Si cree que se le ha negado injustamente el acceso a la atención médica que necesita, debe hacer uso de su derecho a apelar. Para aumentar sus posibilidades de éxito, es posible que desee probar los siguientes consejos:
- Lea atentamente las cartas de negación. Cada carta de denegación debe explicar las razones por las que Medicare o una junta de apelaciones han denegado su reclamo. Si no comprende la carta o los motivos, llame al 800-MEDICARE (800-633-4227) y pida una explicación. Las cartas de denegación también contienen instrucciones sobre cómo presentar su apelación.

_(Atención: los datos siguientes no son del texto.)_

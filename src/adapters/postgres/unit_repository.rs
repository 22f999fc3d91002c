//! PostgreSQL implementation of UnitRepository.

use async_trait::async_trait;
use chrono::{DateTime, Utc};
use sqlx::postgres::PgRow;
use sqlx::PgPool;
use uuid::Uuid;

use super::{column, db_error, translate_conflict};
use crate::domain::foundation::{DomainError, ErrorCode, Timestamp, UnitId};
use crate::domain::unit::MeasurementUnit;
use crate::ports::UnitRepository;

/// PostgreSQL implementation of UnitRepository.
#[derive(Clone)]
pub struct PostgresUnitRepository {
    pool: PgPool,
}

impl PostgresUnitRepository {
    pub fn new(pool: PgPool) -> Self {
        Self { pool }
    }
}

const SELECT: &str = r#"
    SELECT id, name, abbreviation, is_active, created_at, updated_at
    FROM measurement_units
"#;

const CONFLICT: &str = "A measurement unit with this name or abbreviation already exists";

#[async_trait]
impl UnitRepository for PostgresUnitRepository {
    async fn get_by_id(&self, id: &UnitId) -> Result<Option<MeasurementUnit>, DomainError> {
        let row = sqlx::query(&format!("{} WHERE id = $1", SELECT))
            .bind(id.as_uuid())
            .fetch_optional(&self.pool)
            .await
            .map_err(db_error("Failed to fetch measurement unit"))?;

        row.map(row_to_unit).transpose()
    }

    async fn get_by_ids(&self, ids: &[UnitId]) -> Result<Vec<MeasurementUnit>, DomainError> {
        let uuids: Vec<Uuid> = ids.iter().map(|id| *id.as_uuid()).collect();
        let rows = sqlx::query(&format!("{} WHERE id = ANY($1)", SELECT))
            .bind(&uuids)
            .fetch_all(&self.pool)
            .await
            .map_err(db_error("Failed to fetch measurement units by ids"))?;

        rows.into_iter().map(row_to_unit).collect()
    }

    async fn get_by_name(&self, name: &str) -> Result<Option<MeasurementUnit>, DomainError> {
        let row = sqlx::query(&format!("{} WHERE name = $1", SELECT))
            .bind(name)
            .fetch_optional(&self.pool)
            .await
            .map_err(db_error("Failed to fetch measurement unit by name"))?;

        row.map(row_to_unit).transpose()
    }

    async fn get_by_abbreviation(
        &self,
        abbreviation: &str,
    ) -> Result<Option<MeasurementUnit>, DomainError> {
        let row = sqlx::query(&format!("{} WHERE abbreviation = $1", SELECT))
            .bind(abbreviation)
            .fetch_optional(&self.pool)
            .await
            .map_err(db_error("Failed to fetch measurement unit by abbreviation"))?;

        row.map(row_to_unit).transpose()
    }

    async fn list_active(&self) -> Result<Vec<MeasurementUnit>, DomainError> {
        let rows = sqlx::query(&format!("{} WHERE is_active ORDER BY name ASC", SELECT))
            .fetch_all(&self.pool)
            .await
            .map_err(db_error("Failed to fetch active measurement units"))?;

        rows.into_iter().map(row_to_unit).collect()
    }

    async fn save(&self, unit: &MeasurementUnit) -> Result<(), DomainError> {
        sqlx::query(
            r#"
            INSERT INTO measurement_units (
                id, name, abbreviation, is_active, created_at, updated_at
            ) VALUES ($1, $2, $3, $4, $5, $6)
            "#,
        )
        .bind(unit.id().as_uuid())
        .bind(unit.name())
        .bind(unit.abbreviation())
        .bind(unit.is_active())
        .bind(unit.created_at().as_datetime())
        .bind(unit.updated_at().as_datetime())
        .execute(&self.pool)
        .await
        .map_err(|e| translate_conflict(e, CONFLICT, "Failed to insert measurement unit"))?;

        Ok(())
    }

    async fn update(&self, unit: &MeasurementUnit) -> Result<(), DomainError> {
        let result = sqlx::query(
            r#"
            UPDATE measurement_units SET
                name = $2,
                abbreviation = $3,
                is_active = $4,
                updated_at = $5
            WHERE id = $1
            "#,
        )
        .bind(unit.id().as_uuid())
        .bind(unit.name())
        .bind(unit.abbreviation())
        .bind(unit.is_active())
        .bind(unit.updated_at().as_datetime())
        .execute(&self.pool)
        .await
        .map_err(|e| translate_conflict(e, CONFLICT, "Failed to update measurement unit"))?;

        if result.rows_affected() == 0 {
            return Err(DomainError::new(
                ErrorCode::UnitNotFound,
                format!("Measurement unit not found: {}", unit.id()),
            ));
        }

        Ok(())
    }
}

fn row_to_unit(row: PgRow) -> Result<MeasurementUnit, DomainError> {
    let id: Uuid = column(&row, "id")?;
    let name: String = column(&row, "name")?;
    let abbreviation: String = column(&row, "abbreviation")?;
    let is_active: bool = column(&row, "is_active")?;
    let created_at: DateTime<Utc> = column(&row, "created_at")?;
    let updated_at: DateTime<Utc> = column(&row, "updated_at")?;

    Ok(MeasurementUnit::reconstitute(
        UnitId::from_uuid(id),
        name,
        abbreviation,
        is_active,
        Timestamp::from_datetime(created_at),
        Timestamp::from_datetime(updated_at),
    ))
}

- Pida a sus proveedores de atención médica que le ayuden a preparar su apelación. Puede pedirle a su médico o proveedor de atención médica que le explique su afección, circunstancias o necesidades en una carta que puede enviar con su apelación. También puede pedirle a sus proveedores de atención médica que le proporcionen cualquier documentación de respaldo que respalde su reclamo.
- Si necesita ayuda, considere la posibilidad de nombrar a un representante. Un defensor, un amigo, un médico, un abogado o un familiar pueden ayudarlo a administrar su apelación. Si desea ayuda para preparar su apelación de Medicare, deberá completar un formulario de Nombramiento de representante. Si se comunica con Medicare por escrito, nombre a su representante en la carta o correo electrónico.
- Sepa que puede contratar representación legal. Si su caso va más allá de una apelación inicial, puede ser una buena idea trabajar con un abogado que comprenda el proceso de apelaciones de Medicare para que sus intereses estén debidamente representados.
- Si envía documentos por correo, envíelos por correo certificado. Puede solicitar un acuse de recibo para tener un registro de cuándo recibió Medicare su apelación.
- Nunca envíe a Medicare su única copia de un documento. Guarde copias de todos los documentos importantes para sus registros.
- Mantenga un registro de todas las interacciones. Si habla con un representante de Medicare, documente la fecha, la hora y la información recibida durante la llamada para sus registros.
- Crea un calendario o una línea de tiempo. Debido a que cada fase del proceso de apelaciones tiene sus propias fechas límite, puede ser útil hacer un seguimiento de cada una de ellas en un calendario. Si no cumple con una fecha límite, su apelación puede ser denegada o desestimada. Si hay una buena razón para extender su fecha límite, puede solicitar una extensión de buena causa.
- Siga su progreso. Si su apelación es ante la Oficina de Audiencias y Apelaciones de Medicare, puede verificar el estado de su apelación aquí.
- No te rindas. Las apelaciones de Medicare requieren tiempo y paciencia. La mayoría de la gente deja de intentarlo después de la primera negación.
Si tiene preguntas o necesita ayuda con una apelación de Medicare, puede comunicarse con su Programa Estatal de Asistencia sobre Seguros de Salud para recibir asesoramiento imparcial. Este servicio es gratuito y es proporcionado por voluntarios locales capacitados.
La comida para llevar
Tiene derechos y protecciones cuando se trata de Medicare. Si no está de acuerdo con una decisión tomada por Original Medicare, su plan Medicare Advantage o su plan de medicamentos recetados de la Parte D de Medicare, puede apelar.
Los planes de Medicare tienen cinco niveles de apelaciones, que van desde una simple solicitud hasta una reconsideración y hasta una demanda en un tribunal federal.
Debe seguir cuidadosamente las fechas límite y las instrucciones de apelación proporcionadas en cualquier aviso que reciba. Si no cumple con los plazos o no proporciona documentación para respaldar su reclamo, su reclamo podría ser denegado o desestimado.
Se le permite designar a un representante para que lo ayude a presentar y administrar sus apelaciones. Considere pedir ayuda, especialmente si una condición de salud le impide dedicar suficiente tiempo al proceso de apelaciones.
Presentar una apelación de Medicare puede llevar mucho tiempo y, a veces, las decisiones pueden tomar meses. En última instancia, el proceso de apelaciones ayuda a salvaguardar sus derechos y garantizar que reciba la atención que usted y sus proveedores de atención médica creen que necesita.